Alexander R Davis
Who Is Your Designated Reader?
Updated: Apr 17, 2020
So you want to write a book, part 2
If you had a huge piece of lettuce stuck in your teeth, wouldn’t you want to know about it? In the same way, if there was something in your book that makes little to no sense, or is far from enticing, wouldn’t you want to know about that? This is exactly why you want a designated reader.
Choosing a designated reader:
When you are looking for your designated reader, there are some things you want to keep in mind. This person needs to be honest with you. You can’t pick someone who will only tell you what is good to boost your ego. Don’t get me wrong, if your piece is worth praise, then it should be praised, but you need to have both sides. If there are uninteresting, confusing, or plain bad passages in your book, then your designated reader should be someone who will point that out. This is the first major quality to look for in your designated reader, brutal honesty. They need to be willing to tell you the whole truth, not just pad your ego. Many times, it may be a good idea to find someone who you don’t know terribly well and that way they don’t have to worry so much about injuring your precious pride. Whatever the case, speak with them beforehand and make sure they are willing to be completely honest with you.
Another concept to keep in mind, is your genre. Your designated reader should be well read in your genre. So, for example, you aren’t going to ask a self-help buff to be read your fantasy novel. In kind, you wouldn’t ask a science fiction fan to read your book on biology. You want to make sure they are familiar with the genre in which you are writing.
Another good idea is to have multiple designated readers, who are both brutally honest and well read in your genre. Not only will you get more feedback, but each one could become a raving fan. When they not only get to read your work, but are involved in the process by giving feedback, they become very invested in your writing. Those raving fans can be hard to come by, so use them to begin building a strong fan base.
Working with your designated reader:
First and foremost, there are two mindsets you need to adopt. It is quite understandable that you are protective of your work, particularly if you have been working on it for some time, but this is something that needs to change. You need to adopt a mindset of consideration and openness. Whenever you get feedback from your designated reader/readers, you need to consider it, not defend against it. Even if you think there is little merit in what is being said, write down their suggestions and think them over before discarding them. Each of these suggestion is a nugget of gold, not a knife in the back.
After publishing one of my books, I had a review that was anything but flattering. They complained about capitalization and flow, they complained about other bits as well. Right then, I could have shut down and gone into defense mode. I will admit I was disappointed, but I had learned the lesson to consider the critics comments, before dismissing them. Because of this, I continued to read the scathing review. At the end, the reviewer mentioned that a section was even missing from the book.

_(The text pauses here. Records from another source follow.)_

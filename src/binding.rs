//! The host-binding surface (§6): plain Rust traits/structs describing
//! the shapes a PyO3/napi layer would glue to, with no FFI code of its
//! own (the FFI glue itself is an explicit Non-goal).
//!
//! Grounded on the teacher's `Backend`/`Context` split (a narrow trait
//! describing the host-visible surface, implemented over the crate's own
//! types, with no marshalling baked in) and on `original_source`'s
//! `autodiff::NoGradGuard`/`grad_tape` pairing for [`GradTape`].

use std::cell::RefCell;
use std::rc::Rc;

use crate::autodiff::{self, BackwardResult, Engine, OpKind, ValueId};
use crate::dtype::TensorElement;
use crate::error::{AutogradError, TensorError};
use crate::kernel::BlasKernel;
use crate::tensor::Tensor;

/// A tensor bound into the currently installed engine's graph, or a bare
/// untracked value if no engine is installed or the op didn't need
/// tracking (§4.J's `should_trace`).
pub struct TrackedTensor<T: TensorElement + BlasKernel> {
    tensor: Tensor<T>,
    engine: Option<Rc<RefCell<Engine<T>>>>,
    value_id: Option<ValueId>,
    requires_grad: bool,
}

impl<T: TensorElement + BlasKernel> Clone for TrackedTensor<T> {
    fn clone(&self) -> Self {
        TrackedTensor {
            tensor: self.tensor.clone(),
            engine: self.engine.clone(),
            value_id: self.value_id,
            requires_grad: self.requires_grad,
        }
    }
}

impl<T: TensorElement + BlasKernel> TrackedTensor<T> {
    fn from_op(&self, other: Option<&Self>, kind: OpKind, result: Tensor<T>) -> Self {
        let requires_grad = self.requires_grad || other.is_some_and(|o| o.requires_grad);
        let engine = self.engine.clone().or_else(|| other.and_then(|o| o.engine.clone()));

        let traced = autodiff::should_trace::<T>(&[self.requires_grad, other.is_some_and(|o| o.requires_grad)]);
        if !traced {
            return TrackedTensor {
                tensor: result,
                engine,
                value_id: None,
                requires_grad,
            };
        }

        let engine_handle = match &engine {
            Some(e) => e.clone(),
            None => return TrackedTensor { tensor: result, engine: None, value_id: None, requires_grad },
        };
        let mut engine_ref = engine_handle.borrow_mut();
        let self_id = self.ensure_tracked(&mut engine_ref);
        let mut input_ids = vec![self_id];
        if let Some(other) = other {
            let other_id = other.ensure_tracked(&mut engine_ref);
            input_ids.push(other_id);
        }
        let out_id = engine_ref
            .apply(kind, &input_ids)
            .expect("forward shapes were already validated by the untracked op above");
        drop(engine_ref);

        TrackedTensor {
            tensor: result,
            engine: Some(engine_handle),
            value_id: Some(out_id),
            requires_grad,
        }
    }

    fn ensure_tracked(&self, engine: &mut Engine<T>) -> ValueId {
        match self.value_id {
            Some(id) => id,
            None => engine.track_input(self.tensor.clone(), self.requires_grad),
        }
    }

    pub fn value(&self) -> &Tensor<T> {
        &self.tensor
    }

    pub fn requires_grad(&self) -> bool {
        self.requires_grad
    }
}

/// The host-visible arithmetic/reduction/autodiff surface, delegating 1:1
/// to [`Tensor`]'s inherent methods and to the engine for tracking (§6).
pub trait HostBinding<T: TensorElement + BlasKernel>: Sized {
    fn construct(shape: Vec<usize>, data: Vec<T>, requires_grad: bool) -> Result<Self, TensorError>;
    fn add(&self, other: &Self) -> Result<Self, TensorError>;
    fn sub(&self, other: &Self) -> Result<Self, TensorError>;
    fn mul(&self, other: &Self) -> Result<Self, TensorError>;
    fn div(&self, other: &Self) -> Result<Self, TensorError>;
    fn matmul(&self, other: &Self) -> Result<Self, TensorError>;
    fn sum(&self, axis: usize, keepdim: bool) -> Result<Self, TensorError>;
    fn mean(&self, axis: usize, keepdim: bool) -> Result<Self, TensorError>;
    fn backward(&self) -> Result<BackwardResult<T>, AutogradError>;
    fn grad(&self, result: &BackwardResult<T>) -> Option<Tensor<T>>;
    fn export(&self) -> (Vec<T>, Vec<usize>);
}

impl<T: TensorElement + BlasKernel> HostBinding<T> for TrackedTensor<T> {
    fn construct(shape: Vec<usize>, data: Vec<T>, requires_grad: bool) -> Result<Self, TensorError> {
        let tensor = Tensor::from_data(shape, data)?;
        Ok(TrackedTensor {
            tensor,
            engine: autodiff::active::<T>(),
            value_id: None,
            requires_grad,
        })
    }

    fn add(&self, other: &Self) -> Result<Self, TensorError> {
        let out = self.tensor.add(&other.tensor)?;
        Ok(self.from_op(Some(other), OpKind::Add, out))
    }

    fn sub(&self, other: &Self) -> Result<Self, TensorError> {
        let out = self.tensor.sub(&other.tensor)?;
        Ok(self.from_op(Some(other), OpKind::Sub, out))
    }

    fn mul(&self, other: &Self) -> Result<Self, TensorError> {
        let out = self.tensor.mul(&other.tensor)?;
        Ok(self.from_op(Some(other), OpKind::Mul, out))
    }

    fn div(&self, other: &Self) -> Result<Self, TensorError> {
        let out = self.tensor.div(&other.tensor)?;
        Ok(self.from_op(Some(other), OpKind::Div, out))
    }

    fn matmul(&self, other: &Self) -> Result<Self, TensorError> {
        let out = self.tensor.matmul(&other.tensor)?;
        Ok(self.from_op(Some(other), OpKind::MatMul, out))
    }

    fn sum(&self, axis: usize, keepdim: bool) -> Result<Self, TensorError> {
        let out = self.tensor.sum(axis, keepdim)?;
        Ok(self.from_op(None, OpKind::Sum { axis, keepdim }, out))
    }

    fn mean(&self, axis: usize, keepdim: bool) -> Result<Self, TensorError> {
        let out = self.tensor.mean(axis, keepdim)?;
        Ok(self.from_op(None, OpKind::Mean { axis, keepdim }, out))
    }

    fn backward(&self) -> Result<BackwardResult<T>, AutogradError> {
        let id = self.value_id.ok_or(AutogradError::NoEngineInContext)?;
        let engine = self.engine.as_ref().ok_or(AutogradError::NoEngineInContext)?;
        engine.borrow_mut().backward(id, true, false)
    }

    fn grad(&self, result: &BackwardResult<T>) -> Option<Tensor<T>> {
        self.value_id.and_then(|id| result.get(id).cloned())
    }

    fn export(&self) -> (Vec<T>, Vec<usize>) {
        export_row_major(&self.tensor)
    }
}

/// The `grad_tape` context-manager equivalent (§6): installs `engine` as
/// this thread's active engine on construction, restoring whatever was
/// previously installed when dropped.
pub struct GradTape<T: TensorElement + BlasKernel> {
    previous: Option<Rc<RefCell<Engine<T>>>>,
}

impl<T: TensorElement + BlasKernel> GradTape<T> {
    pub fn new() -> Self {
        let previous = autodiff::active::<T>();
        autodiff::install(Engine::new());
        GradTape { previous }
    }
}

impl<T: TensorElement + BlasKernel> Default for GradTape<T> {
    fn default() -> Self {
        Self::new()
    }
}

impl<T: TensorElement + BlasKernel> Drop for GradTape<T> {
    fn drop(&mut self) {
        // Restores whatever engine (if any) was active before this tape,
        // matching `grad_tape`'s nesting semantics.
        match self.previous.take() {
            Some(engine) => autodiff::install_handle(engine),
            None => autodiff::uninstall(),
        }
    }
}

/// The `autodiff.enabled` accessor (§6): reads, and optionally writes,
/// the thread-local `grad_enabled` flag [`autodiff::NoGradGuard`] uses.
pub fn autodiff_enabled(set: Option<bool>) -> bool {
    if let Some(value) = set {
        autodiff::set_grad_enabled(value);
    }
    autodiff::grad_enabled()
}

/// The "NumPy-style export" (§6): copies `tensor`'s logical elements,
/// respecting its (possibly non-contiguous or shared) layout, into a
/// freshly allocated C-contiguous row-major buffer plus its shape.
pub fn export_row_major<T: TensorElement>(tensor: &Tensor<T>) -> (Vec<T>, Vec<usize>) {
    (tensor.iter().collect(), tensor.shape().to_vec())
}

#[cfg(test)]
mod tests {
    use super::*;

    #[test]
    fn export_row_major_flattens_a_swapped_view() {
        let a = Tensor::<f32>::from_data(vec![2, 3], (1..=6).map(|v| v as f32).collect()).unwrap();
        let t = a.swap_axes(0, 1).unwrap();
        let (data, shape) = export_row_major(&t);
        assert_eq!(shape, vec![3, 2]);
        assert_eq!(data, vec![1.0, 4.0, 2.0, 5.0, 3.0, 6.0]);
    }

    #[test]
    fn grad_tape_tracks_and_backward_produces_a_gradient() {
        let _tape = GradTape::<f32>::new();
        let a = TrackedTensor::construct(vec![1], vec![3.0], true).unwrap();
        let b = TrackedTensor::construct(vec![1], vec![4.0], true).unwrap();
        let c = a.mul(&b).unwrap();

        let result = c.backward().unwrap();
        assert_eq!(a.grad(&result).unwrap().iter().next().unwrap(), 4.0);
        assert_eq!(b.grad(&result).unwrap().iter().next().unwrap(), 3.0);
    }

    #[test]
    fn autodiff_enabled_reports_the_no_grad_guard() {
        assert!(autodiff_enabled(None));
        autodiff_enabled(Some(false));
        assert!(!autodiff_enabled(None));
    }
}
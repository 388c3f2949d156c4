//! Reduction plans (§4.D, §3 "Reduction plan").

use crate::error::TensorError;
use crate::layout::TensorDescriptor;
use crate::planner::{contiguous_byte_strides, LoopDim};

/// A lowered single-axis reduction plan: non-reduced axes first (in output
/// order), the reduction axis innermost.
#[derive(Clone, Debug, PartialEq, Eq)]
pub struct ReductionPlan {
    pub output_shape: Vec<usize>,
    pub keepdim: bool,
    pub reduction_axis: usize,
    /// Loop dims; `byte_strides` per dim is `[input, output]`. The last
    /// entry is always the reduction axis, with output stride forced to 0.
    pub dims: Vec<LoopDim>,
    pub itemsize: usize,
}

impl ReductionPlan {
    pub fn reduction_extent(&self) -> usize {
        self.dims.last().map(|d| d.extent).unwrap_or(1)
    }
}

/// Builds a reduction plan over `input` along `axis` (§4.D's reduction
/// rule).
pub fn build_reduction_plan(
    input: &TensorDescriptor,
    axis: usize,
    keepdim: bool,
) -> Result<ReductionPlan, TensorError> {
    if axis >= input.rank() {
        return Err(TensorError::AxisOutOfRange {
            axis,
            rank: input.rank(),
        });
    }

    let output_shape: Vec<usize> = if keepdim {
        input
            .shape
            .iter()
            .enumerate()
            .map(|(i, &s)| if i == axis { 1 } else { s })
            .collect()
    } else {
        input
            .shape
            .iter()
            .enumerate()
            .filter(|&(i, _)| i != axis)
            .map(|(_, &s)| s)
            .collect()
    };
    let output_byte_strides = contiguous_byte_strides(&output_shape, input.itemsize);

    let mut dims = Vec::with_capacity(input.rank());
    let mut output_axis = 0usize;
    for i in 0..input.rank() {
        if i == axis {
            continue;
        }
        let input_stride = (input.strides[i] * input.itemsize) as isize;
        let output_stride = output_byte_strides[output_axis];
        dims.push(LoopDim::new(input.shape[i], vec![input_stride, output_stride]));
        output_axis += 1;
    }

    let reduction_input_stride = (input.strides[axis] * input.itemsize) as isize;
    dims.push(LoopDim::new(
        input.shape[axis],
        vec![reduction_input_stride, 0],
    ));

    Ok(ReductionPlan {
        output_shape,
        keepdim,
        reduction_axis: axis,
        dims,
        itemsize: input.itemsize,
    })
}

#[cfg(test)]
mod tests {
    use super::*;
    use crate::layout::Layout;

    fn desc(shape: Vec<usize>) -> TensorDescriptor {
        TensorDescriptor::new::<f32>(&Layout::contiguous(shape))
    }

    #[test]
    fn reduction_axis_is_innermost_with_zero_output_stride() {
        let plan = build_reduction_plan(&desc(vec![2, 3]), 1, false).unwrap();
        assert_eq!(plan.output_shape, vec![2]);
        assert_eq!(plan.dims.len(), 2);
        assert_eq!(plan.dims.last().unwrap().byte_strides[1], 0);
    }

    #[test]
    fn keepdim_preserves_rank() {
        let plan = build_reduction_plan(&desc(vec![2, 3]), 1, true).unwrap();
        assert_eq!(plan.output_shape, vec![2, 1]);
    }

    #[test]
    fn out_of_range_axis_fails() {
        let err = build_reduction_plan(&desc(vec![2, 3]), 5, false).unwrap_err();
        assert!(matches!(err, TensorError::AxisOutOfRange { axis: 5, rank: 2 }));
    }
}
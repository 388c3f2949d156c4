//! Storage (§4.C, §3 "Storage"): a buffer paired with a shape vector.

use std::marker::PhantomData;
use std::sync::Arc;

use crate::alloc::{default_pool, Allocator};
use crate::buffer::Buffer;
use crate::dtype::TensorElement;
use crate::error::TensorError;

fn flat_size(shape: &[usize]) -> usize {
    shape.iter().product()
}

/// An aligned buffer plus the shape it's interpreted under (§3).
///
/// Two `Storage<T>` values are independent even if their buffers happen to
/// alias (e.g. a view constructed to share memory) — `Storage` itself never
/// performs aliasing; it's a plain owner of one [`Buffer`] and one shape.
#[derive(Clone, Debug)]
pub struct Storage<T: TensorElement> {
    buffer: Buffer,
    shape: Vec<usize>,
    _marker: PhantomData<T>,
}

impl<T: TensorElement> Storage<T> {
    /// Allocates zero-initialised storage for `shape` from the default
    /// pool.
    pub fn zeros(shape: Vec<usize>) -> Result<Self, crate::error::AllocError> {
        Self::zeros_with_allocator(shape, default_pool())
    }

    /// Allocates zero-initialised storage for `shape` from an explicit
    /// allocator.
    pub fn zeros_with_allocator(
        shape: Vec<usize>,
        allocator: Arc<dyn Allocator>,
    ) -> Result<Self, crate::error::AllocError> {
        let count = flat_size(&shape);
        let bytes = count * std::mem::size_of::<T>();
        let mut buffer = Buffer::with_allocator(bytes, std::mem::align_of::<T>().max(8), allocator)?;
        if count > 0 {
            let view: &mut [T] = buffer
                .as_mut_slice(count)
                .expect("freshly allocated buffer covers its own declared shape");
            view.fill(T::default());
        }
        Ok(Storage {
            buffer,
            shape,
            _marker: PhantomData,
        })
    }

    /// Builds storage from an explicit data sequence, failing if its
    /// length doesn't match the product of `shape` (§4.C).
    pub fn from_data(shape: Vec<usize>, data: Vec<T>) -> Result<Self, TensorError> {
        Self::from_data_with_allocator(shape, data, default_pool())
    }

    /// As [`Storage::from_data`], but allocating from an explicit
    /// allocator.
    pub fn from_data_with_allocator(
        shape: Vec<usize>,
        data: Vec<T>,
        allocator: Arc<dyn Allocator>,
    ) -> Result<Self, TensorError> {
        let expected = flat_size(&shape);
        if data.len() != expected {
            return Err(TensorError::ShapeMismatch {
                expected,
                actual: data.len(),
            });
        }

        let bytes = data.len() * std::mem::size_of::<T>();
        let mut buffer = Buffer::with_allocator(bytes, std::mem::align_of::<T>().max(8), allocator)
            .map_err(|_| TensorError::ShapeMismatch {
                expected,
                actual: data.len(),
            })?;
        if !data.is_empty() {
            let view: &mut [T] = buffer
                .as_mut_slice(data.len())
                .expect("freshly allocated buffer covers its own declared shape");
            view.copy_from_slice(&data);
        }

        Ok(Storage {
            buffer,
            shape,
            _marker: PhantomData,
        })
    }

    /// The shape this storage is interpreted under.
    pub fn shape(&self) -> &[usize] {
        &self.shape
    }

    /// The total element count (product of `shape`).
    pub fn len(&self) -> usize {
        flat_size(&self.shape)
    }

    /// True when `shape` has zero elements.
    pub fn is_empty(&self) -> bool {
        self.len() == 0
    }

    /// A read-only typed view over every element.
    pub fn as_slice(&self) -> &[T] {
        self.buffer
            .as_slice(self.len())
            .expect("storage's buffer always covers its own shape")
    }

    /// A mutable typed view over every element.
    pub fn as_mut_slice(&mut self) -> &mut [T] {
        let len = self.len();
        self.buffer
            .as_mut_slice(len)
            .expect("storage's buffer always covers its own shape")
    }

    /// The underlying buffer, for code that needs to share or inspect raw
    /// allocation details (e.g. the driver computing base pointers).
    pub fn buffer(&self) -> &Buffer {
        &self.buffer
    }
}

#[cfg(test)]
mod tests {
    use super::*;

    #[test]
    fn zeros_fills_every_element() {
        let storage = Storage::<f32>::zeros(vec![2, 3]).unwrap();
        assert_eq!(storage.as_slice(), &[0.0; 6]);
    }

    #[test]
    fn from_data_checks_shape_product() {
        let err = Storage::<f64>::from_data(vec![2, 2], vec![1.0, 2.0, 3.0]).unwrap_err();
        assert!(matches!(
            err,
            TensorError::ShapeMismatch {
                expected: 4,
                actual: 3
            }
        ));
    }

    #[test]
    fn from_data_round_trips() {
        let storage = Storage::<f32>::from_data(vec![2, 2], vec![1.0, 2.0, 3.0, 4.0]).unwrap();
        assert_eq!(storage.as_slice(), &[1.0, 2.0, 3.0, 4.0]);
        assert_eq!(storage.shape(), &[2, 2]);
    }
}
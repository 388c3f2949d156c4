//! Central-difference gradient checks for every registered differentiable
//! operator (§8: "for every op, analytic and numeric gradients agree to
//! within a small tolerance").

use approx::assert_relative_eq;
use tensorforge::autodiff::{Engine, OpKind};
use tensorforge::Tensor;

const EPS: f32 = 1e-3;
const TOL: f32 = 5e-2;

fn eval_unary<F: Fn(&Tensor<f32>) -> Tensor<f32>>(shape: Vec<usize>, data: &[f32], f: F) -> f32 {
    let t = Tensor::from_data(shape, data.to_vec()).unwrap();
    f(&t).iter().next().unwrap()
}

fn numeric_grad_unary<F: Fn(&Tensor<f32>) -> Tensor<f32> + Copy>(shape: Vec<usize>, data: &[f32], f: F) -> Vec<f32> {
    (0..data.len())
        .map(|i| {
            let mut plus = data.to_vec();
            plus[i] += EPS;
            let mut minus = data.to_vec();
            minus[i] -= EPS;
            let fp = eval_unary(shape.clone(), &plus, f);
            let fm = eval_unary(shape.clone(), &minus, f);
            (fp - fm) / (2.0 * EPS)
        })
        .collect()
}

fn eval_binary<F: Fn(&Tensor<f32>, &Tensor<f32>) -> Tensor<f32>>(
    shape: Vec<usize>,
    xv: &[f32],
    yv: &[f32],
    f: F,
) -> f32 {
    let x = Tensor::from_data(shape.clone(), xv.to_vec()).unwrap();
    let y = Tensor::from_data(shape, yv.to_vec()).unwrap();
    f(&x, &y).iter().next().unwrap()
}

fn numeric_grad_binary<F: Fn(&Tensor<f32>, &Tensor<f32>) -> Tensor<f32> + Copy>(
    shape: Vec<usize>,
    xv: &[f32],
    yv: &[f32],
    f: F,
) -> (Vec<f32>, Vec<f32>) {
    let gx = (0..xv.len())
        .map(|i| {
            let mut plus = xv.to_vec();
            plus[i] += EPS;
            let mut minus = xv.to_vec();
            minus[i] -= EPS;
            let fp = eval_binary(shape.clone(), &plus, yv, f);
            let fm = eval_binary(shape.clone(), &minus, yv, f);
            (fp - fm) / (2.0 * EPS)
        })
        .collect();
    let gy = (0..yv.len())
        .map(|i| {
            let mut plus = yv.to_vec();
            plus[i] += EPS;
            let mut minus = yv.to_vec();
            minus[i] -= EPS;
            let fp = eval_binary(shape.clone(), xv, &plus, f);
            let fm = eval_binary(shape.clone(), xv, &minus, f);
            (fp - fm) / (2.0 * EPS)
        })
        .collect();
    (gx, gy)
}

mod finite_difference_spec {
    use super::*;

    #[test]
    fn div_matches_its_central_difference() {
        let xv = [4.0f32, 9.0, 16.0];
        let yv = [2.0f32, 3.0, 5.0];
        let (num_gx, num_gy) = numeric_grad_binary(vec![3], &xv, &yv, |x, y| x.div(y).unwrap().sum(0, false).unwrap());

        let mut engine = Engine::<f32>::new();
        let x = engine.track_input(Tensor::from_data(vec![3], xv.to_vec()).unwrap(), true);
        let y = engine.track_input(Tensor::from_data(vec![3], yv.to_vec()).unwrap(), true);
        let q = engine.apply(OpKind::Div, &[x, y]).unwrap();
        let out = engine.apply(OpKind::Sum { axis: 0, keepdim: false }, &[q]).unwrap();
        let result = engine.backward(out, true, false).unwrap();

        for (a, b) in result.get(x).unwrap().iter().zip(num_gx) {
            assert_relative_eq!(a, b, epsilon = TOL);
        }
        for (a, b) in result.get(y).unwrap().iter().zip(num_gy) {
            assert_relative_eq!(a, b, epsilon = TOL);
        }
    }

    #[test]
    fn pow_matches_its_central_difference() {
        let xv = [1.5f32, 2.0, 2.5];
        let yv = [2.0f32, 3.0, 1.5];
        let (num_gx, num_gy) = numeric_grad_binary(vec![3], &xv, &yv, |x, y| x.pow(y).unwrap().sum(0, false).unwrap());

        let mut engine = Engine::<f32>::new();
        let x = engine.track_input(Tensor::from_data(vec![3], xv.to_vec()).unwrap(), true);
        let y = engine.track_input(Tensor::from_data(vec![3], yv.to_vec()).unwrap(), true);
        let p = engine.apply(OpKind::Pow, &[x, y]).unwrap();
        let out = engine.apply(OpKind::Sum { axis: 0, keepdim: false }, &[p]).unwrap();
        let result = engine.backward(out, true, false).unwrap();

        for (a, b) in result.get(x).unwrap().iter().zip(num_gx) {
            assert_relative_eq!(a, b, epsilon = TOL);
        }
        for (a, b) in result.get(y).unwrap().iter().zip(num_gy) {
            assert_relative_eq!(a, b, epsilon = TOL);
        }
    }

    #[test]
    fn maximum_matches_its_central_difference_away_from_ties() {
        let xv = [1.0f32, 5.0, 2.0];
        let yv = [3.0f32, 1.0, 9.0];
        let (num_gx, num_gy) =
            numeric_grad_binary(vec![3], &xv, &yv, |x, y| x.maximum(y).unwrap().sum(0, false).unwrap());

        let mut engine = Engine::<f32>::new();
        let x = engine.track_input(Tensor::from_data(vec![3], xv.to_vec()).unwrap(), true);
        let y = engine.track_input(Tensor::from_data(vec![3], yv.to_vec()).unwrap(), true);
        let m = engine.apply(OpKind::Maximum, &[x, y]).unwrap();
        let out = engine.apply(OpKind::Sum { axis: 0, keepdim: false }, &[m]).unwrap();
        let result = engine.backward(out, true, false).unwrap();

        for (a, b) in result.get(x).unwrap().iter().zip(num_gx) {
            assert_relative_eq!(a, b, epsilon = TOL);
        }
        for (a, b) in result.get(y).unwrap().iter().zip(num_gy) {
            assert_relative_eq!(a, b, epsilon = TOL);
        }
    }

    #[test]
    fn exp_matches_its_central_difference() {
        let xv = [0.1f32, 0.5, -0.3];
        let num_g = numeric_grad_unary(vec![3], &xv, |x| x.exp().sum(0, false).unwrap());

        let mut engine = Engine::<f32>::new();
        let x = engine.track_input(Tensor::from_data(vec![3], xv.to_vec()).unwrap(), true);
        let e = engine.apply(OpKind::Exp, &[x]).unwrap();
        let out = engine.apply(OpKind::Sum { axis: 0, keepdim: false }, &[e]).unwrap();
        let result = engine.backward(out, true, false).unwrap();

        for (a, b) in result.get(x).unwrap().iter().zip(num_g) {
            assert_relative_eq!(a, b, epsilon = TOL);
        }
    }

    #[test]
    fn log_matches_its_central_difference() {
        let xv = [1.0f32, 2.5, 4.0];
        let num_g = numeric_grad_unary(vec![3], &xv, |x| x.ln().sum(0, false).unwrap());

        let mut engine = Engine::<f32>::new();
        let x = engine.track_input(Tensor::from_data(vec![3], xv.to_vec()).unwrap(), true);
        let l = engine.apply(OpKind::Log, &[x]).unwrap();
        let out = engine.apply(OpKind::Sum { axis: 0, keepdim: false }, &[l]).unwrap();
        let result = engine.backward(out, true, false).unwrap();

        for (a, b) in result.get(x).unwrap().iter().zip(num_g) {
            assert_relative_eq!(a, b, epsilon = TOL);
        }
    }

    #[test]
    fn sqrt_matches_its_central_difference() {
        let xv = [1.0f32, 4.0, 9.0];
        let num_g = numeric_grad_unary(vec![3], &xv, |x| x.sqrt().sum(0, false).unwrap());

        let mut engine = Engine::<f32>::new();
        let x = engine.track_input(Tensor::from_data(vec![3], xv.to_vec()).unwrap(), true);
        let s = engine.apply(OpKind::Sqrt, &[x]).unwrap();
        let out = engine.apply(OpKind::Sum { axis: 0, keepdim: false }, &[s]).unwrap();
        let result = engine.backward(out, true, false).unwrap();

        for (a, b) in result.get(x).unwrap().iter().zip(num_g) {
            assert_relative_eq!(a, b, epsilon = TOL);
        }
    }

    #[test]
    fn mean_matches_its_central_difference() {
        let xv = [1.0f32, 2.0, 3.0, 4.0, 5.0, 6.0];
        let num_g = numeric_grad_unary(vec![2, 3], &xv, |x| {
            x.mean(0, false).unwrap().sum(0, false).unwrap()
        });

        let mut engine = Engine::<f32>::new();
        let x = engine.track_input(Tensor::from_data(vec![2, 3], xv.to_vec()).unwrap(), true);
        let m = engine.apply(OpKind::Mean { axis: 0, keepdim: false }, &[x]).unwrap();
        let out = engine.apply(OpKind::Sum { axis: 0, keepdim: false }, &[m]).unwrap();
        let result = engine.backward(out, true, false).unwrap();

        for (a, b) in result.get(x).unwrap().iter().zip(num_g) {
            assert_relative_eq!(a, b, epsilon = TOL);
        }
    }

    #[test]
    fn swap_axes_matches_its_central_difference() {
        let xv = [1.0f32, 2.0, 3.0, 4.0, 5.0, 6.0];
        let num_g = numeric_grad_unary(vec![2, 3], &xv, |x| {
            let y = x.swap_axes(0, 1).unwrap();
            let sq = y.mul(&y).unwrap();
            sq.sum(0, false).unwrap().sum(0, false).unwrap()
        });

        let mut engine = Engine::<f32>::new();
        let x = engine.track_input(Tensor::from_data(vec![2, 3], xv.to_vec()).unwrap(), true);
        let y = engine.apply(OpKind::SwapAxes { i: 0, j: 1 }, &[x]).unwrap();
        let sq = engine.apply(OpKind::Mul, &[y, y]).unwrap();
        let s1 = engine.apply(OpKind::Sum { axis: 0, keepdim: false }, &[sq]).unwrap();
        let out = engine.apply(OpKind::Sum { axis: 0, keepdim: false }, &[s1]).unwrap();
        let result = engine.backward(out, true, false).unwrap();

        for (a, b) in result.get(x).unwrap().iter().zip(num_g) {
            assert_relative_eq!(a, b, epsilon = TOL);
        }
    }
}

I thought the reviewer was over exaggerating and maybe just in a bad mood when they wrote the review, but I decided to reach out to them. I told them I had read the review and wanted to make my book spectacular. I then asked them where they had found the errors and they sent me a list. I was still a little skeptical at this point, because I had the book sent to an editor and gone through it myself. I looked into their list all the same. To my surprise, though they may have said it in a way that threatened my ego, all that was said, was true. I went about correcting the little things that had somehow been missed by the editor and added the section that had somehow been completely left out. That was the biggest shock. Once finished, I reached out again and both thanked them and sent the updated manuscript. Seeing I was taking their review seriously and even did something about it, that reviewer turned around and left a new review that was glowing and full of praise.
So, no matter the feedback we receive, treat it as a nugget of gold, not a knife in the back. Your designated reader/readers, are one of your greatest resources in this. If you consider each piece of advice and each critic, you will very often find truth along with ideas to improve your work. So, the first mindset to adopt, is consideration of all feedback.
Second, you need to adopt the mindset of questioning. You need to constantly be asking your designated readers for what could be changed to be better. Constantly dig deeper when they give you something. Don’t just look at the tip of the ice burg, go under the surface. Only 10% of an ice burg is typically showing, likewise, readers often won’t give you as much as they could, unless you ask them. Think of it like a treasure hunt. Your treasure is feedback and your shovel is questions. You are digging for nuggets of gold, and as the old saying goes, seek and ye shall find.
When all is said and done, we need to listen to and even seek feedback of our work. Fortunately, teaming up with some designated readers, is a perfect way of doing this. You deserve nothing less than the very best! So, give it to yourself.